Re: [libgit2] Status of push

From:
Vicent Marti
Date:
2012-03-11 @ 00:16
On Sat, Mar 10, 2012 at 2:26 PM, Matias Piipari
<matias.piipari@gmail.com> wrote:
> Do I understand the high level of the problem with libgit2
> correctly: the equivalent of pack-objects, which creates the packaged
> representations, is missing but unpack-objects is already available?
> Similarly, delta computing from git's delta.c that pack-objects requires, is
> missing, but applying a delta is available?

Yep, that's exactly it! The code to actually build packfiles is
currently missing from the library, and it'd be a great starting point
to get Push up to speed.

> (Please be gentle: this is all new to me.)

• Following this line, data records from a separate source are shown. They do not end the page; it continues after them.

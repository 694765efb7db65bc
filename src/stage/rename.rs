// src/stage/rename.rs

use std::path::Path;

use crate::stage::{Stage, StageFuture, StageOutput};

/// Pass-through stage that only changes the output extension.
#[derive(Debug, Clone)]
pub struct RenameStage {
    name: String,
    extension: String,
}

impl RenameStage {
    pub fn new(name: impl Into<String>, extension: impl Into<String>) -> Self {
        let extension = extension.into();
        Self {
            name: name.into(),
            extension: extension.trim_start_matches('.').to_string(),
        }
    }
}

impl Stage for RenameStage {
    fn name(&self) -> &str {
        &self.name
    }

    fn output_extension(&self) -> Option<&str> {
        Some(&self.extension)
    }

    fn apply<'a>(&'a self, content: Vec<u8>, _path: &'a Path) -> StageFuture<'a> {
        Box::pin(async move { Ok(StageOutput::new(content)) })
    }
}
// src/config/model.rs

use serde::Deserialize;

use crate::types::DiagnosticKind;

/// Top-level configuration exactly as read from a TOML file.
///
/// ```toml
/// [config]
/// debounce_ms = 100
///
/// [[task]]
/// name = "sass"
/// src = "css/src/**/*.scss"
/// dest = "css/dist"
///
///   [[task.stage]]
///   type = "command"
///   cmd = "sass --stdin --style=compressed"
///   kind = "compile-error"
///   extension = "css"
/// ```
///
/// Tasks are an array of tables so that the file order is the registry order.
/// Not validated; convert into [`ConfigFile`] with `TryFrom`.
#[derive(Debug, Clone, Deserialize)]
pub struct RawConfigFile {
    #[serde(default)]
    pub config: ConfigSection,

    #[serde(default)]
    pub task: Vec<TaskConfig>,
}

/// Validated configuration. Only constructible through
/// `ConfigFile::try_from(RawConfigFile)`.
#[derive(Debug, Clone)]
pub struct ConfigFile {
    pub config: ConfigSection,
    pub task: Vec<TaskConfig>,
}

impl ConfigFile {
    pub(crate) fn new_unchecked(config: ConfigSection, task: Vec<TaskConfig>) -> Self {
        Self { config, task }
    }

    pub fn tasks(&self) -> &[TaskConfig] {
        &self.task
    }

    pub fn task_names(&self) -> impl Iterator<Item = &str> {
        self.task.iter().map(|t| t.name.as_str())
    }
}

/// `[config]` section.
#[derive(Debug, Clone, Deserialize)]
pub struct ConfigSection {
    /// Quiet period after the last change to a task's sources before the
    /// task is rebuilt.
    #[serde(default = "default_debounce_ms")]
    pub debounce_ms: u64,

    /// Maximum number of files processed concurrently within one run.
    /// `0` means the available CPU parallelism.
    #[serde(default)]
    pub workers: usize,

    /// Ignore watch events whose file content hash did not change.
    #[serde(default)]
    pub use_hash: bool,

    /// Build every task once when `watch` starts.
    #[serde(default = "default_initial_build")]
    pub initial_build: bool,
}

fn default_debounce_ms() -> u64 {
    100
}

fn default_initial_build() -> bool {
    true
}

impl Default for ConfigSection {
    fn default() -> Self {
        Self {
            debounce_ms: default_debounce_ms(),
            workers: 0,
            use_hash: false,
            initial_build: default_initial_build(),
        }
    }
}

impl ConfigSection {
    /// Worker count with `0` resolved to the machine's parallelism.
    pub fn effective_workers(&self) -> usize {
        if self.workers > 0 {
            return self.workers;
        }
        std::thread::available_parallelism()
            .map(|n| n.get())
            .unwrap_or(1)
    }
}

/// One `[[task]]` entry.
#[derive(Debug, Clone, Deserialize)]
pub struct TaskConfig {
    pub name: String,

    /// Source glob, relative to the project root (e.g. `"js/src/**/*.js"`).
    pub src: String,

    /// Destination directory, relative to the project root.
    pub dest: String,

    /// Stages in application order (`[[task.stage]]`).
    #[serde(default, rename = "stage")]
    pub stages: Vec<StageConfig>,
}

/// A single `[[task.stage]]` entry, tagged by `type`.
#[derive(Debug, Clone, Deserialize)]
#[serde(tag = "type", rename_all = "kebab-case")]
pub enum StageConfig {
    Command {
        #[serde(default)]
        name: Option<String>,
        cmd: String,
        /// Diagnostic kind used when the command exits non-zero.
        #[serde(default)]
        kind: DiagnosticKind,
        #[serde(default)]
        extension: Option<String>,
    },
    Lint {
        #[serde(default)]
        name: Option<String>,
        #[serde(default)]
        rules: Vec<LintRuleConfig>,
    },
    Compact {
        #[serde(default)]
        name: Option<String>,
    },
    Sourcemap {
        #[serde(default)]
        name: Option<String>,
    },
    Rename {
        #[serde(default)]
        name: Option<String>,
        extension: String,
    },
}

impl StageConfig {
    /// Stage type as written in the config.
    pub fn type_name(&self) -> &'static str {
        match self {
            StageConfig::Command { .. } => "command",
            StageConfig::Lint { .. } => "lint",
            StageConfig::Compact { .. } => "compact",
            StageConfig::Sourcemap { .. } => "sourcemap",
            StageConfig::Rename { .. } => "rename",
        }
    }

    /// Configured name, falling back to the stage type.
    pub fn display_name(&self) -> String {
        let name = match self {
            StageConfig::Command { name, .. }
            | StageConfig::Lint { name, .. }
            | StageConfig::Compact { name }
            | StageConfig::Sourcemap { name }
            | StageConfig::Rename { name, .. } => name,
        };
        name.clone().unwrap_or_else(|| self.type_name().to_string())
    }
}

/// `{ pattern = "...", message = "..." }` inside a lint stage.
#[derive(Debug, Clone, Deserialize)]
pub struct LintRuleConfig {
    pub pattern: String,
    pub message: String,
}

I have unlimited patience for people willing to throw us a hand.

Cheers,
Vicent

Re: [libgit2] Status of push

From:
Josh Bleecher Snyder
Date:
2012-03-12 @ 20:27
>> Do I understand the high level of the problem with libgit2
>> correctly: the equivalent of pack-objects, which creates the packaged
>> representations, is missing but unpack-objects is already available?
>> Similarly, delta computing from git's delta.c that pack-objects requires, is
>> missing, but applying a delta is available?
>
> Yep, that's exactly it! The code to actually build packfiles is
> currently missing from the library, and it'd be a great starting point
> to get Push up to speed.

I've just worked through all the resources -- thanks to everyone who
sent them along, very helpful.

It looks like the patch-delta stuff is, strictly speaking, optional
when writing a pack-objects implementation. For a first pass, all
objects could be put into the pack file directly (without any of them
in a delta representation), and the delta calculations could be added
as an optimization. Does that sound right? (I'm also surprised that
there aren't multiple delta strategies aimed at different file types.)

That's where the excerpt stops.